The filling port 119 can be detachably connected to a hydrogen filling nozzle as a hydrogen supply section at the tip of a hydrogen supply hose of a hydrogen filling station. Filling port 119 is connected to a hydrogen tank through a hydrogen pipe. That is, the filling port 119 is connected to the hydrogen filling nozzle at the tip of the hydrogen supply hose of the hydrogen filling station to receive hydrogen supply from the hydrogen filling station.

Lid 119 d is a cover that is provided on a part of the body of fuel cell vehicle 100 or on a lid box that covers filling port 119 and covers filling port 119 . The lid 119d can be opened from the closed state through operation of a knob on the end of the lid 119d or operation of a lever (not shown).

The first filling operation detection unit 119s1 detects that the operation of opening the lid 119d covering the filling port 119 filled with hydrogen is performed as a hydrogen filling operation for filling hydrogen, and detects the detection result as a fuel cell system control unit. 111. The second filling operation detection unit 119 s 2 detects that the hydrogen filling nozzle is connected to the filling port 119 as a hydrogen filling operation for filling hydrogen, and transmits the detection result to the fuel cell system control unit 111 .

Vehicle unit 120 includes vehicle control unit 121 , inverter 122 , travel motor 123 , inverter 124 , and cargo handling motor 125 . The vehicle control unit 121 is configured by an ECU (Electronic Control Unit) or the like, and responds to the operation received by the operation unit 130, and controls the traveling operation of the traveling motor 123 via the inverter 122 and the cargo handling motor 125 via the inverter 124. to control the loading and unloading operations;

Inverter 122 converts the DC power supplied from fuel cell system 110 into three-phase AC power under the control of vehicle control unit 121 , and supplies the three-phase AC power to traveling motor 123 . Traveling motor 123 drives the drive wheels of fuel cell vehicle 100 , and the number of revolutions of traveling motor 123 is changed by adjusting the frequency of the three-phase AC power supplied from inverter 122 .

The inverter 124 converts the DC power supplied from the fuel cell system 110 into three-phase AC power and supplies the three-phase AC power to the cargo handling motor 125 under the control of the vehicle control unit 121 . The cargo-handling motor 125 drives a cargo-handling pump that controls the lifting, lowering, and tilting of the fork, and the number of revolutions is changed by adjusting the frequency of the three-phase AC power supplied from the inverter 124 . Note that if the fuel cell vehicle 100 is not for industrial use, the inverter 124 and the cargo handling motor 125 are not required.

The operating unit 130 includes a key switch 131 , an accelerator pedal 132 , a brake pedal 133 , a lift lever 134 , a tilt lever 135 and a direction lever 136 .

When the key switch 131 is turned on, the fuel cell system 110 is activated under the control of the fuel cell system control unit 111 to enter an operating state, and the fuel cell vehicle 100 is ready for use.

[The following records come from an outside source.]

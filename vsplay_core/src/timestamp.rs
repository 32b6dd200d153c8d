//! Video timestamps.

use serde::{Deserialize, Serialize};
use std::fmt;

/// A point on the video timeline, in microseconds.
///
/// Totally ordered; all homography, track, and event bookkeeping is keyed
/// by this type.
#[derive(
    Debug, Clone, Copy, PartialEq, Eq, PartialOrd, Ord, Hash, Default, Serialize, Deserialize,
)]
pub struct TimeStamp(i64);

impl TimeStamp {
    pub const MIN: TimeStamp = TimeStamp(i64::MIN);
    pub const MAX: TimeStamp = TimeStamp(i64::MAX);

    pub const fn from_micros(us: i64) -> Self {
        Self(us)
    }

    pub const fn from_millis(ms: i64) -> Self {
        Self(ms * 1_000)
    }

    pub fn from_secs_f64(secs: f64) -> Self {
        Self((secs * 1e6).round() as i64)
    }

    pub const fn as_micros(&self) -> i64 {
        self.0
    }

    pub fn as_secs_f64(&self) -> f64 {
        self.0 as f64 * 1e-6
    }

    /// Absolute distance to another timestamp, in microseconds.
    pub fn abs_diff(&self, other: TimeStamp) -> u64 {
        self.0.abs_diff(other.0)
    }

    /// Returns this timestamp shifted by `us` microseconds (saturating).
    pub fn shifted(&self, us: i64) -> TimeStamp {
        TimeStamp(self.0.saturating_add(us))
    }

    /// True if the two timestamps are within `tolerance_us` of each other.
    pub fn fuzzy_eq(&self, other: TimeStamp, tolerance_us: u64) -> bool {
        self.abs_diff(other) <= tolerance_us
    }
}

impl fmt::Display for TimeStamp {
    fn fmt(&self, f: &mut fmt::Formatter<'_>) -> fmt::Result {
        write!(f, "{:.6}s", self.as_secs_f64())
    }
}

#[cfg(test)]
mod tests {
    use super::*;

    #[test]
    fn test_conversions() {
        assert_eq!(TimeStamp::from_millis(3).as_micros(), 3_000);
        assert_eq!(TimeStamp::from_secs_f64(1.5).as_micros(), 1_500_000);
        assert_eq!(TimeStamp::from_micros(10).abs_diff(TimeStamp::from_micros(4)), 6);
    }

    #[test]
    fn test_shift_saturates() {
        assert_eq!(TimeStamp::MAX.shifted(1), TimeStamp::MAX);
        assert_eq!(
            TimeStamp::from_micros(5).shifted(-3_000_000).as_micros(),
            -2_999_995
        );
    }

    #[test]
    fn test_fuzzy_eq() {
        let t = TimeStamp::from_micros(1_000);
        assert!(t.fuzzy_eq(TimeStamp::from_micros(1_010), 10));
        assert!(!t.fuzzy_eq(TimeStamp::from_micros(1_011), 10));
    }
}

Also, when the key switch 131 is turned off, the fuel cell system 110 is stopped under the control of the fuel cell system control unit 111 to enter a non-operating state, and the fuel cell vehicle 100 enters a non-use state.

When the accelerator pedal 132 is stepped on and turned on, electric power is supplied to the traction motor 123 through the inverter 122 under the control of the vehicle control unit 121, and the fuel cell vehicle 100 is accelerated or driven.

When the brake pedal 133 is stepped on and turned on, or when the accelerator pedal 132 is released and the accelerator is turned off, the power supply to the traction motor 123 is interrupted through the inverter 122 under the control of the vehicle control unit 121. Fuel cell vehicle 100 is decelerated or stopped.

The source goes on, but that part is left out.